E proprio le proroghe, in generale, rappresentano un ulteriore tasto dolente per il 110%, a causa della loro tardiva comunicazione a fine anno, unitamente alla Legge di Bilancio: necessario invece che esse siano valutate in coerenza con le tempistiche di mercato.


Le numerose modifiche e le centinaia di interpelli che in un anno hanno interessato il provvedimento evidenziano scarsa attenzione alla materia da parte di chi avrebbe dovuto prestarne. A ciò va aggiunta l’ormai cronica modalità di mancato coinvolgimento dei professionisti , che crea un danno su tutta la filiera
(professionisti, imprese, committenti) e, quindi, sul risultato finale.

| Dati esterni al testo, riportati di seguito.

//! Logging setup for the stage binaries and the run lifecycle events.

use std::env;

use thiserror::Error;
use tracing::{info, warn};
use tracing_subscriber::EnvFilter;

pub const ENV_LOG_LEVEL: &str = "SLEEP_SELECT_LOG_LEVEL";
pub const ENV_LOG_FORMAT: &str = "SLEEP_SELECT_LOG_FORMAT";
pub const ENV_LOG_TARGET: &str = "SLEEP_SELECT_LOG_TARGET";

const DEFAULT_LEVEL: &str = "info";

#[derive(Debug, Clone, Copy, PartialEq, Eq)]
pub enum LogFormat {
    Json,
    Pretty,
}

impl LogFormat {
    fn parse(raw: &str) -> Option<Self> {
        match raw.trim().to_ascii_lowercase().as_str() {
            "json" => Some(Self::Json),
            "pretty" => Some(Self::Pretty),
            _ => None,
        }
    }
}

/// Level filter directive, output format and whether targets are printed.
#[derive(Debug, Clone, PartialEq, Eq)]
pub struct LoggingConfig {
    pub level: String,
    pub format: LogFormat,
    pub include_target: bool,
}

impl Default for LoggingConfig {
    fn default() -> Self {
        Self {
            level: DEFAULT_LEVEL.to_string(),
            format: LogFormat::Pretty,
            include_target: true,
        }
    }
}

impl LoggingConfig {
    /// Reads `SLEEP_SELECT_LOG_{LEVEL,FORMAT,TARGET}`. Unrecognized values
    /// keep the default.
    pub fn from_env() -> Self {
        Self::from_lookup(|name| env::var(name).ok())
    }

    pub fn from_lookup(lookup: impl Fn(&str) -> Option<String>) -> Self {
        let defaults = Self::default();
        let level = lookup(ENV_LOG_LEVEL)
            .map(|raw| raw.trim().to_string())
            .filter(|raw| !raw.is_empty())
            .unwrap_or(defaults.level);
        let format = lookup(ENV_LOG_FORMAT)
            .and_then(|raw| LogFormat::parse(&raw))
            .unwrap_or(defaults.format);
        let include_target = lookup(ENV_LOG_TARGET)
            .and_then(|raw| parse_bool(&raw))
            .unwrap_or(defaults.include_target);

        Self {
            level,
            format,
            include_target,
        }
    }

    fn env_filter(&self) -> EnvFilter {
        EnvFilter::try_new(&self.level).unwrap_or_else(|_| EnvFilter::new(DEFAULT_LEVEL))
    }
}

#[derive(Debug, Error)]
pub enum LoggingInitError {
    #[error("logging already initialized: {0}")]
    AlreadyInitialized(#[from] tracing::subscriber::SetGlobalDefaultError),
}

/// Installs the global subscriber. Fails if one is already set.
pub fn init_logging(config: &LoggingConfig) -> Result<(), LoggingInitError> {
    let builder = tracing_subscriber::fmt()
        .with_env_filter(config.env_filter())
        .with_target(config.include_target);

    match config.format {
        LogFormat::Json => {
            tracing::subscriber::set_global_default(builder.with_ansi(false).json().finish())?
        }
        LogFormat::Pretty => tracing::subscriber::set_global_default(builder.pretty().finish())?,
    }
    Ok(())
}

pub fn init_logging_from_env() -> Result<LoggingConfig, LoggingInitError> {
    let config = LoggingConfig::from_env();
    init_logging(&config)?;
    Ok(config)
}

pub fn log_run_start(stage: &str, config: &LoggingConfig) {
    info!(
        component = "run",
        event = "run.start",
        stage,
        log_level = %config.level,
        log_format = ?config.format
    );
}

/// Logged at WARN when any unit of work failed.
pub fn log_run_finish(stage: &str, processed: usize, skipped: usize, failed: usize) {
    if failed > 0 {
        warn!(
            component = "run",
            event = "run.finish",
            stage,
            processed,
            skipped,
            failed
        );
    } else {
        info!(
            component = "run",
            event = "run.finish",
            stage,
            processed,
            skipped,
            failed
        );
    }
}

pub(crate) fn parse_bool(raw: &str) -> Option<bool> {
    match raw.trim().to_ascii_lowercase().as_str() {
        "1" | "true" | "yes" | "on" => Some(true),
        "0" | "false" | "no" | "off" => Some(false),
        _ => None,
    }
}

#[cfg(test)]
mod tests {
    use super::*;
    use std::collections::HashMap;

    fn config_from(vars: &[(&str, &str)]) -> LoggingConfig {
        let vars: HashMap<String, String> = vars
            .iter()
            .map(|(k, v)| (k.to_string(), v.to_string()))
            .collect();
        LoggingConfig::from_lookup(|name| vars.get(name).cloned())
    }

    #[test]
    fn defaults_when_nothing_is_set() {
        assert_eq!(config_from(&[]), LoggingConfig::default());
        assert_eq!(config_from(&[(ENV_LOG_LEVEL, "  ")]).level, "info");
    }

    #[test]
    fn reads_level_format_and_target() {
        let cfg = config_from(&[
            (ENV_LOG_LEVEL, "sleep_select=debug"),
            (ENV_LOG_FORMAT, "JSON"),
            (ENV_LOG_TARGET, "off"),
        ]);

        assert_eq!(cfg.level, "sleep_select=debug");
        assert_eq!(cfg.format, LogFormat::Json);
        assert!(!cfg.include_target);
    }

    #[test]
    fn unrecognized_format_and_target_keep_defaults() {
        let cfg = config_from(&[(ENV_LOG_FORMAT, "yaml"), (ENV_LOG_TARGET, "maybe")]);
        assert_eq!(cfg.format, LogFormat::Pretty);
        assert!(cfg.include_target);
    }

    #[test]
    fn bool_parsing_accepts_common_spellings() {
        for raw in ["1", "true", " YES ", "on"] {
            assert_eq!(parse_bool(raw), Some(true));
        }
        for raw in ["0", "False", "no", "off"] {
            assert_eq!(parse_bool(raw), Some(false));
        }
        assert_eq!(parse_bool("sometimes"), None);
    }
}
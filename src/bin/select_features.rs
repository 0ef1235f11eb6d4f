use sleep_select::{
    init_logging_from_env, log_run_finish, log_run_start, run_selection_stage,
    selection_stage_config_from_env, summary_path,
};

fn main() -> Result<(), Box<dyn std::error::Error>> {
    let logging = init_logging_from_env()?;
    log_run_start("select_features", &logging);

    let cfg = selection_stage_config_from_env()?;
    println!(
        "Selecting up to {} feature(s) per pair from {} into {}",
        cfg.selection.max_features,
        cfg.input_dir.display(),
        cfg.output_dir.display()
    );

    let summary = run_selection_stage(&cfg)?;
    if summary.skipped_existing {
        println!(
            "{} already holds selections; nothing to do",
            cfg.output_dir.display()
        );
        log_run_finish("select_features", 0, 0, 0);
        return Ok(());
    }

    log_run_finish(
        "select_features",
        summary.pairs_selected,
        summary.pairs_skipped,
        summary.pairs_failed,
    );

    for record in &summary.selections {
        println!(
            "uid {} split {}: mse={:.6} features=[{}]",
            record.key.uid,
            record.key.split,
            record.mse,
            record.features.join(", ")
        );
    }
    for skip in &summary.skips {
        println!(
            "uid {} split {}: skipped ({})",
            skip.key.uid,
            skip.key.split,
            skip.reason.as_str()
        );
    }
    println!(
        "pairs={} selected={} skipped={} failed={} subsets_evaluated={} summary={}",
        summary.pairs_total,
        summary.pairs_selected,
        summary.pairs_skipped,
        summary.pairs_failed,
        summary.subsets_evaluated,
        summary_path(&cfg.output_dir).display()
    );

    Ok(())
}
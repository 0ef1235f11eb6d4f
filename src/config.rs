//! Stage configuration from `SLEEP_SELECT_*` environment variables.

use std::env;
use std::path::PathBuf;
use std::str::FromStr;

use thiserror::Error;

use crate::manifest::ManifestConfig;
use crate::observability::parse_bool;
use crate::pipeline::SelectionStageConfig;
use crate::selection::SelectionConfig;
use crate::splits::{SessionSource, WalkForwardConfig};

pub const ENV_SPLITS_DIR: &str = "SLEEP_SELECT_SPLITS_DIR";
pub const ENV_SELECTED_DIR: &str = "SLEEP_SELECT_SELECTED_DIR";
pub const ENV_SESSIONS: &str = "SLEEP_SELECT_SESSIONS";
pub const ENV_MIN_TRAIN_DAYS: &str = "SLEEP_SELECT_MIN_TRAIN_DAYS";
pub const ENV_MAX_SPLITS: &str = "SLEEP_SELECT_MAX_SPLITS";
pub const ENV_MAX_FEATURES: &str = "SLEEP_SELECT_MAX_FEATURES";
pub const ENV_RIDGE_ALPHA: &str = "SLEEP_SELECT_RIDGE_ALPHA";
pub const ENV_FILE_SUFFIX: &str = "SLEEP_SELECT_FILE_SUFFIX";
pub const ENV_SKIP_IF_EXISTING: &str = "SLEEP_SELECT_SKIP_IF_EXISTING";

const DEFAULT_SPLITS_DIR: &str = ".";
const DEFAULT_SELECTED_DIR: &str = "selected_features";
const DEFAULT_SESSIONS: &str =
    "A=features_session_A.csv,B=features_session_B.csv,C=features_session_C.csv";

#[derive(Debug, Error, PartialEq, Eq)]
pub enum ConfigError {
    #[error("{0} must be set")]
    Missing(&'static str),
    #[error("invalid {var} value '{value}': {reason}")]
    Invalid {
        var: &'static str,
        value: String,
        reason: String,
    },
}

#[derive(Debug, Clone, PartialEq, Eq)]
pub struct SplitStageConfig {
    pub sessions: Vec<SessionSource>,
    pub output_dir: PathBuf,
    pub walk_forward: WalkForwardConfig,
}

pub fn walk_forward_config_from_env() -> Result<WalkForwardConfig, ConfigError> {
    let defaults = WalkForwardConfig::default();
    Ok(WalkForwardConfig {
        min_train_days: parse_var(ENV_MIN_TRAIN_DAYS)?.unwrap_or(defaults.min_train_days),
        max_splits: parse_var(ENV_MAX_SPLITS)?.unwrap_or(defaults.max_splits),
    })
}

/// `SLEEP_SELECT_MAX_FEATURES` is required.
pub fn selection_config_from_env() -> Result<SelectionConfig, ConfigError> {
    let max_features: usize =
        parse_var(ENV_MAX_FEATURES)?.ok_or(ConfigError::Missing(ENV_MAX_FEATURES))?;
    let mut cfg = SelectionConfig::new(max_features);
    if let Some(alpha) = parse_var(ENV_RIDGE_ALPHA)? {
        cfg.ridge_alpha = alpha;
    }
    cfg.validate().map_err(|err| ConfigError::Invalid {
        var: ENV_MAX_FEATURES,
        value: max_features.to_string(),
        reason: err.to_string(),
    })?;
    Ok(cfg)
}

pub fn split_stage_config_from_env() -> Result<SplitStageConfig, ConfigError> {
    let sessions_raw = non_empty_var(ENV_SESSIONS).unwrap_or_else(|| DEFAULT_SESSIONS.to_string());
    Ok(SplitStageConfig {
        sessions: parse_sessions(&sessions_raw)?,
        output_dir: path_var(ENV_SPLITS_DIR, DEFAULT_SPLITS_DIR),
        walk_forward: walk_forward_config_from_env()?,
    })
}

pub fn selection_stage_config_from_env() -> Result<SelectionStageConfig, ConfigError> {
    let skip_if_existing = match non_empty_var(ENV_SKIP_IF_EXISTING) {
        Some(raw) => parse_bool(&raw).ok_or_else(|| ConfigError::Invalid {
            var: ENV_SKIP_IF_EXISTING,
            value: raw.clone(),
            reason: "expected a boolean".to_string(),
        })?,
        None => true,
    };

    Ok(SelectionStageConfig {
        input_dir: path_var(ENV_SPLITS_DIR, DEFAULT_SPLITS_DIR),
        output_dir: path_var(ENV_SELECTED_DIR, DEFAULT_SELECTED_DIR),
        manifest: ManifestConfig {
            file_suffix: env::var(ENV_FILE_SUFFIX).unwrap_or_default(),
        },
        selection: selection_config_from_env()?,
        skip_if_existing,
    })
}

/// Parses `name=path` entries separated by commas.
pub fn parse_sessions(raw: &str) -> Result<Vec<SessionSource>, ConfigError> {
    raw.split(',')
        .map(str::trim)
        .filter(|entry| !entry.is_empty())
        .map(|entry| {
            let (name, path) = entry.split_once('=').ok_or_else(|| ConfigError::Invalid {
                var: ENV_SESSIONS,
                value: entry.to_string(),
                reason: "expected name=path".to_string(),
            })?;
            let (name, path) = (name.trim(), path.trim());
            if name.is_empty() || path.is_empty() {
                return Err(ConfigError::Invalid {
                    var: ENV_SESSIONS,
                    value: entry.to_string(),
                    reason: "name and path must be non-empty".to_string(),
                });
            }
            Ok(SessionSource::new(name, path))
        })
        .collect()
}

fn non_empty_var(var: &str) -> Option<String> {
    env::var(var)
        .ok()
        .map(|v| v.trim().to_string())
        .filter(|v| !v.is_empty())
}

fn path_var(var: &str, default: &str) -> PathBuf {
    PathBuf::from(non_empty_var(var).unwrap_or_else(|| default.to_string()))
}

fn parse_var<T>(var: &'static str) -> Result<Option<T>, ConfigError>
where
    T: FromStr,
    T::Err: std::fmt::Display,
{
    match non_empty_var(var) {
        Some(raw) => raw
            .parse::<T>()
            .map(Some)
            .map_err(|err| ConfigError::Invalid {
                var,
                value: raw.clone(),
                reason: err.to_string(),
            }),
        None => Ok(None),
    }
}
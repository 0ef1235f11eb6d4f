//! Time-ordered cross-validation: expanding training prefix, equal-sized
//! validation blocks taken from the end of the sample.

use std::ops::Range;

use serde::{Deserialize, Serialize};
use thiserror::Error;

use crate::regression::{DesignMatrix, FitError, Predictor, Regressor};

pub const MAX_CV_FOLDS: usize = 3;
pub const MIN_CV_FOLDS: usize = 2;

#[derive(Debug, Clone, PartialEq, Eq, Serialize, Deserialize)]
pub struct Fold {
    pub train: Range<usize>,
    pub validation: Range<usize>,
}

#[derive(Debug, Clone, Copy, PartialEq, Eq, Error)]
pub enum CrossValidationError {
    #[error("{n_splits} folds from {n_samples} samples; at least 2 folds are required")]
    InsufficientFolds { n_samples: usize, n_splits: usize },
    #[error("cannot cut {n_splits} folds from {n_samples} samples")]
    TooFewSamples { n_samples: usize, n_splits: usize },
}

/// Fold count used for a training set: `min(3, n_samples - 1)`.
pub fn fold_count(n_samples: usize) -> usize {
    MAX_CV_FOLDS.min(n_samples.saturating_sub(1))
}

/// Cuts `n_splits` folds. Validation blocks have `n_samples / (n_splits + 1)`
/// rows each; any remainder goes to the first training prefix.
pub fn time_series_folds(
    n_samples: usize,
    n_splits: usize,
) -> Result<Vec<Fold>, CrossValidationError> {
    if n_splits < MIN_CV_FOLDS {
        return Err(CrossValidationError::InsufficientFolds {
            n_samples,
            n_splits,
        });
    }
    if n_splits + 1 > n_samples {
        return Err(CrossValidationError::TooFewSamples {
            n_samples,
            n_splits,
        });
    }

    let block = n_samples / (n_splits + 1);
    let first_start = n_samples - n_splits * block;
    Ok((0..n_splits)
        .map(|i| {
            let start = first_start + i * block;
            Fold {
                train: 0..start,
                validation: start..start + block,
            }
        })
        .collect())
}

/// Mean over folds of the per-fold mean squared error. Any fold that fails
/// to fit or predict fails the whole score.
pub fn cross_validated_mse<R: Regressor>(
    regressor: &R,
    x: &DesignMatrix,
    y: &[f64],
    folds: &[Fold],
) -> Result<f64, FitError> {
    if x.rows() != y.len() {
        return Err(FitError::TargetLength {
            rows: x.rows(),
            targets: y.len(),
        });
    }
    if folds.is_empty() {
        return Err(FitError::EmptyDesign);
    }

    let mut total = 0.0;
    for fold in folds {
        if fold.validation.is_empty() {
            return Err(FitError::EmptyDesign);
        }
        let train_x = x.slice_rows(fold.train.start, fold.train.end);
        let model = regressor.fit(&train_x, &y[fold.train.clone()])?;

        let valid_x = x.slice_rows(fold.validation.start, fold.validation.end);
        let predictions = model.predict(&valid_x)?;
        let actual = &y[fold.validation.clone()];
        let fold_mse = predictions
            .iter()
            .zip(actual)
            .map(|(p, a)| (p - a) * (p - a))
            .sum::<f64>()
            / actual.len() as f64;
        total += fold_mse;
    }

    let mse = total / folds.len() as f64;
    if !mse.is_finite() {
        return Err(FitError::NonFinite("cross-validation score"));
    }
    Ok(mse)
}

In attesa di dare vita a concrete azioni pubbliche, gli Ordini, Collegi, Federazioni professionali e le
Associazioni di categoria di Torino e del Piemonte chiedono al Governo di intervenire urgentemente per
non frenare professionisti, imprese e, in generale, tutti gli stakeholder coinvolti, evitando così
rallentamenti nel percorso di crescita economico del Paese, per il quale i bonus ristrutturazione, il bonus
facciate e il Superbonus possono ancora rappresentare un efficace volano.